Team Rubicon’s advance team will deploy to Jamaica on the first available route into the country to coordinate with local authorities and determine where Greyshirts can provide assistance, as well as set up logistics and coordination for a possible large-scale response.
Getting to Jamaica is a practice in strategy and alliances. While the nonprofit continually books commercial flights for its volunteers, unsurprisingly, those flights keep getting canceled. So, the organization is turning to other NGOs, aid organizations, and connections to find a way into the country. For humanitarian aid organizations, networking and relationships matter, explains Team Rubicon’s Deputy Director of Mission Support, Traci Rankin.
As the first wave of advance team volunteers heads for Jamaica, Team Rubicon’s EMT team is on standby, awaiting tasking from the Ministry of Health. The team comprises doctors, nurses, paramedics, and highly-trained support staff. Medical providers with training in emergency and trauma care, maternal and pediatric health, primary care, and endemic diseases can deploy as WHO-coordinated medical teams or to strengthen local hospital networks and partner organizations.

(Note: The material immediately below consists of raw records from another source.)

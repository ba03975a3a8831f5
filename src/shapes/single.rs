use std::{error::Error, sync::Arc};

use crate::subscribe::{Subscription, SubscriptionHandle, UnsubscribeLogic};

type SuccessFn<T> = Box<dyn FnOnce(T) + Send>;
type ErrorFn = Box<dyn FnOnce(Arc<dyn Error + Send + Sync>) + Send>;

/// Observer of a [`Single`]: receives either one value or one error.
pub struct SingleObserver<T> {
    success_fn: Option<SuccessFn<T>>,
    error_fn: Option<ErrorFn>,
}

impl<T> SingleObserver<T> {
    pub fn new(
        success_fn: impl FnOnce(T) + Send + 'static,
        error_fn: impl FnOnce(Arc<dyn Error + Send + Sync>) + Send + 'static,
    ) -> Self {
        SingleObserver {
            success_fn: Some(Box::new(success_fn)),
            error_fn: Some(Box::new(error_fn)),
        }
    }

    pub fn success(&mut self, v: T) {
        self.error_fn = None;
        if let Some(f) = self.success_fn.take() {
            f(v);
        }
    }

    pub fn error(&mut self, e: Arc<dyn Error + Send + Sync>) {
        self.success_fn = None;
        if let Some(f) = self.error_fn.take() {
            f(e);
        }
    }

    #[must_use]
    pub fn is_terminated(&self) -> bool {
        self.success_fn.is_none() && self.error_fn.is_none()
    }
}

/// A stream that produces one value or an error.
pub struct Single<T> {
    subscribe_fn: Box<dyn FnMut(SingleObserver<T>) -> Subscription + Send + Sync>,
}

impl<T: 'static> Single<T> {
    /// Creates a new `Single` with the provided subscribe function.
    pub fn new(
        sf: impl FnMut(SingleObserver<T>) -> Subscription + Send + Sync + 'static,
    ) -> Self {
        Single {
            subscribe_fn: Box::new(sf),
        }
    }

    /// Succeeds with a clone of `value` on every subscription.
    pub fn just(value: T) -> Self
    where
        T: Clone + Send + Sync,
    {
        Single::new(move |mut o| {
            o.success(value.clone());
            Subscription::new(UnsubscribeLogic::Nil, SubscriptionHandle::Nil)
        })
    }

    /// Fails with `e` on every subscription.
    pub fn error(e: Arc<dyn Error + Send + Sync>) -> Self {
        Single::new(move |mut o| {
            o.error(Arc::clone(&e));
            Subscription::new(UnsubscribeLogic::Nil, SubscriptionHandle::Nil)
        })
    }

    /// Never produces anything.
    #[must_use]
    pub fn never() -> Self {
        Single::new(|_| Subscription::new(UnsubscribeLogic::Nil, SubscriptionHandle::Nil))
    }

    pub fn subscribe(&mut self, o: SingleObserver<T>) -> Subscription {
        (self.subscribe_fn)(o)
    }
}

Also on standby are Team Rubicon’s WASH specialists, who can provide humanitarian aid for Hurricane Melissa by helping with stop-gap measures for clean water in Jamaica and reinstituting clean water and designing sanitation and hygiene procedures.
As of early October 29, 77% of the country was without electricity and about 700 water systems were down, according to Jamaica’s Information Minister, Dana Morris Dixon.